Starch is one of the most abundant biomass materials produced by many green plants, natural energy source in the human diet and widely used polysaccharide in diverse areas of industry such as food, textile, paper, pharmaceutical, cosmetic or plastic. Non-modified starch is a hydrophilic biopolymer, granular in form, insoluble in cold water which gelatinizes in hot water. Starch is low resistance polymer toward acidic and moisture environment and it is characterized by low flowability, amorphous swelling, incompatibility with hydrophobic polymers and poor processability which have considerable influence on the limiting it practical applications [1113]. According to the literature survey, in last years, many researches and industrials have studied the chemical starch modification processes, their influence on the properties and potential, practical utilization of modified starch-based materials. The properties of starch can be modified in different ways such as oxidation, esterification, etherification, hydrolysis, cross-linking and grafting [1620] in order to increase its thermal stability, acid or moisture resistance, change the texture, viscosity, adhesion, etc. Among them, grafting of vinyl monomers onto polysaccharide backbone is a convenient method which allows improving poor properties of polysaccharides or creating materials which are characterized by new physical or chemical properties. Generally, the grafting process of hydrophilic or hydrophobic vinyl monomers onto carbohydrate polymers backbone allows creating more biocompatible and more environmentally friendly polymeric materials as compared to petroleum-based polymers. The hydrophobic starch graft modification has resulted in obtaining amphiphilic nature materials with a wide range of applications such as adsorbents, stabilizers, modifiers, compatibilizers, fillers, matrices, matrix or excipients for the drug delivery systems or plastics [2126]. Many factors, e.g., temperature, time, initiator type, ratio of carbohydrate polymer to a vinyl monomer, have important influence on the course of the grafting. Due to this, suitable choice of the reaction parameters is essential to obtain the materials with high grafting percent and thus with more modified and improved properties as compared to native polysaccharides [2126].

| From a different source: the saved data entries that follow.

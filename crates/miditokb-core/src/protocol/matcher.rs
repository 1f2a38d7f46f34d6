//! Two-byte lookahead matcher over a filtered batch.
//!
//! # Matching rule
//!
//! The batch is walked with a read cursor.  At each position the current
//! byte `v` is examined:
//!
//! 1. `v >= 0x80` is a status byte.  It is never dispatched; the cursor moves
//!    on by one.
//! 2. Otherwise `v` is looked up in the [`MappingTable`].  If a rule exists
//!    *and* the next byte in the batch is present and non-zero, the rule
//!    fires and the cursor skips both bytes, so the velocity byte cannot be
//!    matched as a trigger of its own.
//! 3. In every other case the cursor moves on by one.
//!
//! A non-zero lookahead is the note-on velocity ("key went down"); a zero
//! lookahead is the running-status spelling of note-off and never fires.
//!
//! # Batch boundaries
//!
//! Matching is stateless across batches.  A trigger that is the *last* byte
//! of a batch has no lookahead and is dropped, even if its velocity arrives
//! at the start of the next read.
//!
//! ```text
//!  batch:   3C 40 3D 00 3E
//!           ^^^^^            3C mapped, lookahead 40 → fire, skip 2
//!                 ^^         3D mapped, lookahead 00 → no fire, skip 1
//!                    ^^      00 unmapped             → skip 1
//!                       ^^   3E mapped, no lookahead → dropped
//! ```

use crate::domain::mapping::MappingTable;

/// Lowest status byte value; everything below is a data byte.
const STATUS_BIT: u8 = 0x80;

/// One rule that fired inside a batch.
#[derive(Debug, Clone, Copy, PartialEq, Eq)]
pub struct TriggerMatch<'a> {
    /// Offset of the trigger byte inside the filtered batch.
    pub offset: usize,
    /// The trigger (note) value.
    pub trigger: u8,
    /// The non-zero lookahead (velocity) byte that gated the match.
    pub velocity: u8,
    /// Action string of the first matching rule.
    pub action: &'a str,
}

/// Scans `batch` and returns every rule that fires, in stream order.
///
/// # Examples
///
/// ```rust
/// use miditokb_core::{match_triggers, MappingTable};
///
/// let mut table = MappingTable::new();
/// table.insert(0x3C, "A");
/// table.insert(0x3D, "B");
///
/// let matches = match_triggers(&table, &[0x3C, 0x40, 0x3D, 0x00]);
/// assert_eq!(matches.len(), 1);
/// assert_eq!(matches[0].action, "A");
/// ```
pub fn match_triggers<'a>(table: &'a MappingTable, batch: &[u8]) -> Vec<TriggerMatch<'a>> {
    let mut matches = Vec::new();
    let mut cursor = 0;

    while cursor < batch.len() {
        let value = batch[cursor];
        let lookahead = batch.get(cursor + 1).copied();
        cursor += 1;

        if value >= STATUS_BIT {
            continue;
        }

        let Some(action) = table.lookup(value) else {
            continue;
        };

        match lookahead {
            Some(velocity) if velocity != 0 => {
                matches.push(TriggerMatch {
                    offset: cursor - 1,
                    trigger: value,
                    velocity,
                    action,
                });
                cursor += 1;
            }
            _ => {}
        }
    }

    matches
}
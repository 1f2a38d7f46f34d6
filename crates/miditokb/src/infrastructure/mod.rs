//! Infrastructure layer.
//!
//! Contains OS-facing adapters: the `uinput` virtual keyboard, the raw ALSA
//! MIDI port, and TOML configuration storage.
//!
//! **Dependency rule**: this layer may depend on `application` and
//! `miditokb_core`, but MUST NOT be imported by the `application` layer.
//!
//! # Sub-modules
//!
//! - **`virtual_keyboard`** – Implementations of `VirtualKeyboard`.  On Linux
//!   a `UinputKeyboard` writes real input events; a `RecordingKeyboard`
//!   records them for tests.
//!
//! - **`midi_port`** – Resolves `hw:<card>,<device>` names to device nodes,
//!   lists available raw MIDI ports, and opens a port as a non-blocking
//!   async byte reader.
//!
//! - **`storage`** – Loads the optional `config.toml`.

pub mod midi_port;
pub mod storage;
pub mod virtual_keyboard;
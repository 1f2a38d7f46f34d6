//! miditokb library entry point.
//!
//! Re-exports all public modules so that integration tests in `tests/`
//! and the binary entry point in `main.rs` share the same module tree.
//!
//! # What does miditokb do? (for beginners)
//!
//! A MIDI controller sends a few bytes every time a pad or key is hit: a
//! status byte ("note on, channel 1"), the note number, and the velocity.
//! miditokb reads those bytes straight from the raw ALSA MIDI device, looks
//! the note number up in a keymap file, and types the configured key chord on
//! a virtual keyboard created through Linux `uinput`.  To every other program
//! on the machine the chord looks like it came from a real USB keyboard.
//!
//! The application:
//!
//! 1. Loads the keymap (`0x3C,CTRL+C` style lines) into a `MappingTable`.
//! 2. Opens the MIDI port (`hw:1,0` or `/dev/snd/midiC1D0`) non-blocking.
//! 3. Creates the `uinput` virtual keyboard.
//! 4. Runs the event loop: wait for bytes, a shutdown signal, or the idle
//!    timeout; filter and match each batch; press and release each chord.

/// Application layer: key emission, batch translation and the event loop.
pub mod application;

/// Infrastructure layer: uinput, raw MIDI port, and config storage adapters.
pub mod infrastructure;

The present paper focuses on the physicochemical and thermal properties of some starch-g-copolymers obtained under grafting process of benzyl methacrylate monomer onto potato starch backbone. The grafting process was carried out in optimum temperature and time conditions (80 °C, 2 h) and different starch-to-monomer ratio in the presence of potassium persulfate as a radical initiator. The effect of grafting percent on the swelling properties, moisture and chemical resistance, gelatinization properties, glass transition temperature, thermal stability, thermal decomposition pathways and the type of volatile decomposition products emitted under heating of copolymers in inert conditions has been evaluated.

Experimental

Materials

Potato starch was isolated from potato flour (Melvit S.A., Poland) according to the procedure described in Ref. [27]. The benzyl methacrylate monomer (99 %) was obtained from Sigma-Aldrich. Potassium persulfate, methanol, chloroform and tetrahydrofuran were delivered by Merck, Germany.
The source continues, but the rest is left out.